In humans, rabies is an extremely painful and deadly viral disease that infects the central nervous system. The virus is transmitted in the saliva of infected animals. Left untreated, rabies virus travels from the site of infection (usually the bite wound) to the brain and spinal cord. Once clinical signs of rabies appear, the disease is almost always fatal. In the United States at the turn of the century, approximately 100 rabies deaths occurred annually in humans. Since the 1940’s when animal vaccination programs began (commonly for dogs and cats), numbers of cases dropped dramatically. Also, highly effective modern rabies vaccinations and post-exposure prophylaxis (PEP) have been developed for humans. The biggest threat of exposure to rabies today in the U.S. is through interactions with infected wildlife, as many dogs are vaccinated. Contact with potentially infected wildlife has resulted in the PEP vaccine being administered to approximately 40,000 people in the U.S. each year. Vaccine development and advanced medical care has reduced the number of human rabies cases in the U.S. to an average of 1 to 3 people annually, and a lucky few with clinical cases have been able to survive. The Centers for Disease Control (CDC) reports that only 3 people in the U.S. have ever been documented to survive clinical rabies infections. These recent cases benefited from rabies prophylaxis and improved modern day supportive medical care. Even though rabies vaccines have been around for a long time (Louis Pasteur developed the first one in 1885), rabies eradication has not been achieved because the virus is maintained in many large and varied populations of animals worldwide.

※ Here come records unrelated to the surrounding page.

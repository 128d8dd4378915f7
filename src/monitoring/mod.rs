/*!
 * Monitoring
 * Structured tracing for the kernel
 */

mod tracer;

pub use tracer::{generate_trace_id, init_tracing, SyscallSpan};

In California, rabies is endemic throughout the entire state. It is also highly endemic in the U.S. This means it can be found almost anywhere that host or reservoir animals live. The only state in the U.S. that is rabies free is Hawaii. Bats, skunks, foxes, raccoons and coyotes are common wild animals that carry and spread rabies. In California, most cases of rabies occur in bats. Each year in California, rabies is detected in approximately 200 wild animals. Fortunately, human rabies cases are rare in California, with only 15 cases occurring since 1980.
Worldwide, human rabies cases are still common in developing countries in Asia, Africa and Latin America, where large numbers of stray dogs are the major transmitters. The Asian continent accounts for more that 95% of all human rabies cases worldwide with about 35,000 deaths per year. Approximately 59,000 people die from rabies worldwide each year (that is nearly one death every 9 minutes), with many victims being under the age of 15. The World Health Organizaion (WHO) is promoting a campaign called the “Global elimination of dog-mediated human rabies – The Time is Now”, which hopes to increase public health resources and vaccination efforts. The CDC promotes “World Rabies Day”, which encourages rabies awareness and education. In many developing countries, costs of these programs make them difficult to implement, as it would involve the vaccination and revaccination of millions of animals each year. Progress is being made however, by slowly improving access to preventative treatment, diagnostic facilities and effective rabies control programs.
People get rabies because they come into contact with animals with rabies that are shedding the virus in their saliva. If saliva from an infected animal gets into a break in a person’s skin or on mucous membranes such as eyes, mouth or nose, that person might become infected. In studies of human rabies cases acquired from bats in caves, it has been hypothesized that an airborne mechanism could be responsible for transmission. The incubation period of rabies is more variable than most other infections. In humans, it is usually several weeks to months before symptoms begin to appear, but can range from days to years. The first symptoms of rabies are flu-like, with fever, headache and general discomfort. Within days, symptoms may include anxiety, confusion, agitation, abnormal behavior, pain, insomnia, hallucinations, paralysis, abnormal secretion of saliva, difficulty in swallowing and delirium. Death usually occurs within several days after the onset of symptoms.
Rabies can be prevented by avoiding contact with unfamiliar animals. If you are bitten by a potentially rabid animal, immediately wash the area with soap and water and seek medical attention. Immediate and thorough washing of the bite wound, hands, etc. can be life saving. Local animal control should be contacted so they can quarantine or send out the animal for rabies testing if necessary. Your health care provider is the only one who can determine the proper treatment for you based on your incident specific circumstances. Factors involved in your doctor’s decision will include: the type of animal involved, whether the attack was provoked or unprovoked, any vaccination status available on the animal, and whether the animal can be quarantined or tested for rabies. The important step you must take is that you must seek medical attention.
To reduce the risk of contracting rabies:
- Keep vaccinations up to date for your dogs, cats, and other susceptible pets.
- All dogs in California are required by law to be vaccinated against rabies.
- Call your local animal control agency to remove stray animals.
- Never adopt or bring wild or stray animals into your home, keep pets away from wild or unfamiliar animals.
- Prevent bats from from entering living quarters or occupied spaces in houses, churches, schools, etc.
- Enjoy wild animals from a distance.